• [Exercise input]
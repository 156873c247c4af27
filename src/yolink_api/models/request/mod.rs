pub mod api_request;
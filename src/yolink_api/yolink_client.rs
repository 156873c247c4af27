use crate::config::YoLinkConfig;
use crate::error::{Error, Result};
use crate::yolink_api::models::device::Device;
use crate::yolink_api::models::device_state::DeviceState;
use crate::yolink_api::models::request::api_request::{ApiRequest, GET_DEVICE_LIST, GET_GENERAL_INFO};
use crate::yolink_api::models::response::device_list_response::DeviceListData;
use crate::yolink_api::models::response::envelope::Envelope;
use crate::yolink_api::models::response::general_info_response::GeneralInfoData;
use crate::yolink_api::token_cache::TokenCache;
use reqwest::StatusCode;
use reqwest::header::ACCEPT;
use std::sync::Arc;
use std::time::Duration;
use tracing::{debug, warn};

#[derive(Clone)]
pub struct YoLinkClient {
    client: reqwest::Client,
    api_url: String,
    tokens: TokenCache,
}

impl YoLinkClient {
    pub fn new(config: &YoLinkConfig, request_timeout: Duration) -> Result<Self> {
        let client = reqwest::Client::builder().timeout(request_timeout).build()?;
        Ok(Self::with_client(client, config))
    }

    pub fn with_client(client: reqwest::Client, config: &YoLinkConfig) -> Self {
        Self {
            tokens: TokenCache::new(client.clone(), config),
            client,
            api_url: config.api_url.clone(),
        }
    }

    pub fn tokens(&self) -> &TokenCache {
        &self.tokens
    }

    async fn bearer(&self) -> Result<String> {
        match self.tokens.get_token().await {
            Ok(credential) => Ok(credential.access_token),
            Err(Error::Auth(message)) => Err(Error::Auth(format!("token exchange: {}", message))),
            Err(e) => Err(e),
        }
    }

    /// Posts one request and returns the decoded envelope. A vendor 401 drops the cached
    /// credential before the envelope is handed back.
    async fn call(&self, request: &ApiRequest) -> Result<Envelope> {
        let token = self.bearer().await?;

        debug!("Making {} request to: {}", request.method, self.api_url);
        let response = self
            .client
            .post(&self.api_url)
            .bearer_auth(token)
            .header(ACCEPT, "application/json")
            .json(request)
            .send()
            .await?;
        let status = response.status();
        debug!("{} response status: {}", request.method, status);
        if status == StatusCode::UNAUTHORIZED {
            self.tokens.invalidate().await;
        }

        let contents = response.text().await?;
        let envelope = Envelope::from_body(&format!("{} response", request.method), &contents)?;

        if envelope.is_unauthorized() {
            warn!("{} rejected our token, forcing re-authentication", request.method);
            self.tokens.invalidate().await;
        }
        Ok(envelope)
    }
}

impl YoLinkApiTrait for YoLinkClient {
    async fn access_token(&self) -> Result<String> {
        self.bearer().await
    }

    async fn list_devices(&self) -> Result<Vec<Device>> {
        let envelope = self.call(&ApiRequest::new(GET_DEVICE_LIST)).await?;
        let data: DeviceListData = envelope.into_data("devices response")?;
        Ok(data.devices)
    }

    async fn get_device_state(&self, device_id: &str, device_type: &str) -> Result<DeviceState> {
        // The state call needs the device's own token, which only the device list carries.
        let devices = self.list_devices().await?;
        let device_token = devices
            .iter()
            .find(|d| d.device_id == device_id)
            .map(|d| d.token.as_str())
            .filter(|t| !t.is_empty())
            .ok_or_else(|| {
                Error::NotFound(format!(
                    "device {} not found or device token not available",
                    device_id
                ))
            })?;

        let request = ApiRequest::get_state(device_type, device_id, device_token);
        self.call(&request)
            .await?
            .into_data("device state response")
    }

    async fn get_home_id(&self) -> Result<String> {
        let envelope = self.call(&ApiRequest::new(GET_GENERAL_INFO)).await?;
        let data: GeneralInfoData = envelope.into_data("general info response")?;
        data.id
            .filter(|id| !id.is_empty())
            .ok_or_else(|| Error::NotFound("home id missing from general info".to_string()))
    }
}

/// The vendor operations the rest of the bridge depends on.
pub trait YoLinkApiTrait {
    fn access_token(&self) -> impl Future<Output = Result<String>> + Send;
    fn list_devices(&self) -> impl Future<Output = Result<Vec<Device>>> + Send;
    fn get_device_state(
        &self,
        device_id: &str,
        device_type: &str,
    ) -> impl Future<Output = Result<DeviceState>> + Send;
    fn get_home_id(&self) -> impl Future<Output = Result<String>> + Send;
}

impl<T> YoLinkApiTrait for Arc<T>
where
    T: YoLinkApiTrait + Send + Sync,
{
    async fn access_token(&self) -> Result<String> {
        self.as_ref().access_token().await
    }

    async fn list_devices(&self) -> Result<Vec<Device>> {
        self.as_ref().list_devices().await
    }

    async fn get_device_state(&self, device_id: &str, device_type: &str) -> Result<DeviceState> {
        self.as_ref().get_device_state(device_id, device_type).await
    }

    async fn get_home_id(&self) -> Result<String> {
        self.as_ref().get_home_id().await
    }
}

• [Problem to work on] Collect the lines of the records that include the string "warn".

• [Task answer]
use tracing::{debug, warn};
            warn!("{} rejected our token, forcing re-authentication", request.method);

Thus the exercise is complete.